In the middle of “The Hunger Games,” a story about young people who are supposed to kill or be killed, the heroine Kat choose to stay with and try to protect a young girl, Rue. When Rue is killed, Kat makes her a bower of Queen Anne’s lace and wildflowers, and kisses her tenderly before going off to try to save her other friend. It is an act of beauty and honor in the face of brutality and death. It is an act of love.

Finally, we arrive at the last night of Jesus’ life. Suppose you knew, without a doubt, that you were at the end of your life, down to the last night. Where would you want to be? And who would you want to be with? And what would you want to do? Jesus chooses to be with his closest friends. He gathers with the disciples to celebrate the Passover, the great meal of freedom, of liberation, even as he is about to be bound away in shackles.

And as the meal comes to an end, he takes ordinary bread: he gives thanks for it, he breaks it, and he gives it to his friends. Again, we are in slow motion, as Jesus says something most curious about the bread: take, eat, this is my body. And about the cup of wine: take, drink, this is my blood. It is the new promise of God. It is poured out for many.
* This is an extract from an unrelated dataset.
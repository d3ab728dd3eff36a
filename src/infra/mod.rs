//! Infrastructure adapters for ledger backends.

pub mod memory;

pub use memory::{InMemoryLedger, LedgerStats, StaticSigner};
Body and blood blessed, given thanks for—perhaps still bearing some of the scent of that perfumed ointment.

Body and blood broken, and shared—poured out, given out, given away.
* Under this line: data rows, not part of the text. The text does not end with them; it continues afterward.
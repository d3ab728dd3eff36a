//! Builder assembling executors from a configuration, client, and signer.

use std::sync::Arc;

use crate::config::ExecutorConfig;
use crate::core::error::ExecutorError;
use crate::core::ledger::{LedgerClient, Signer};
use crate::core::parallel::ParallelExecutor;
use crate::core::serial::SerialChainExecutor;

/// Assembles executors sharing one ledger client and signer.
pub struct ExecutorBuilder<C, S> {
    client: Arc<C>,
    signer: Arc<S>,
    config: ExecutorConfig,
}

impl<C, S> ExecutorBuilder<C, S>
where
    C: LedgerClient,
    S: Signer,
{
    /// Start a builder with the default configuration.
    pub fn new(client: Arc<C>, signer: Arc<S>) -> Self {
        Self {
            client,
            signer,
            config: ExecutorConfig::default(),
        }
    }

    /// Replace the whole configuration.
    #[must_use]
    pub fn with_config(mut self, config: ExecutorConfig) -> Self {
        self.config = config;
        self
    }

    /// Bound the number of concurrent in-flight submissions.
    #[must_use]
    pub fn with_max_pool_size(mut self, max_pool_size: u32) -> Self {
        self.config.max_pool_size = max_pool_size;
        self
    }

    /// Set the number of fragments minted per refill split.
    #[must_use]
    pub fn with_coin_batch_size(mut self, coin_batch_size: u32) -> Self {
        self.config.coin_batch_size = coin_batch_size;
        self
    }

    /// Build the bounded-concurrency parallel executor.
    pub fn build_parallel(&self) -> Result<ParallelExecutor<C, S>, ExecutorError> {
        ParallelExecutor::new(
            Arc::clone(&self.client),
            Arc::clone(&self.signer),
            self.config.clone(),
        )
    }

    /// Build the single-chain serial executor.
    pub fn build_serial(&self) -> Result<SerialChainExecutor<C, S>, ExecutorError> {
        self.config
            .validate()
            .map_err(ExecutorError::InvalidConfig)?;
        Ok(SerialChainExecutor::new(
            Arc::clone(&self.client),
            Arc::clone(&self.signer),
        ))
    }
}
Call it the real presence of Jesus in the bread and the cup. Call it the circle of life. A life given and shared, life giving more life.

Perhaps this is Jesus saying, I’ve done all I can. I’ve taught and healed and cast out demons, this is what I have left: my own body, my own blood. I’ve given everything else; now I give this.

And it is therefore a meal of freedom and liberation. Like the unnamed woman with the jar of ointment, Jesus chooses on this last night to give. In the context of cruelty and betrayal, Jesus’ impulse is to give extravagantly, his one wild and precious life, without reserve.  It is startling. It is unexpected, and unprecedented. It is an act of love. Thanks be to God. Amen.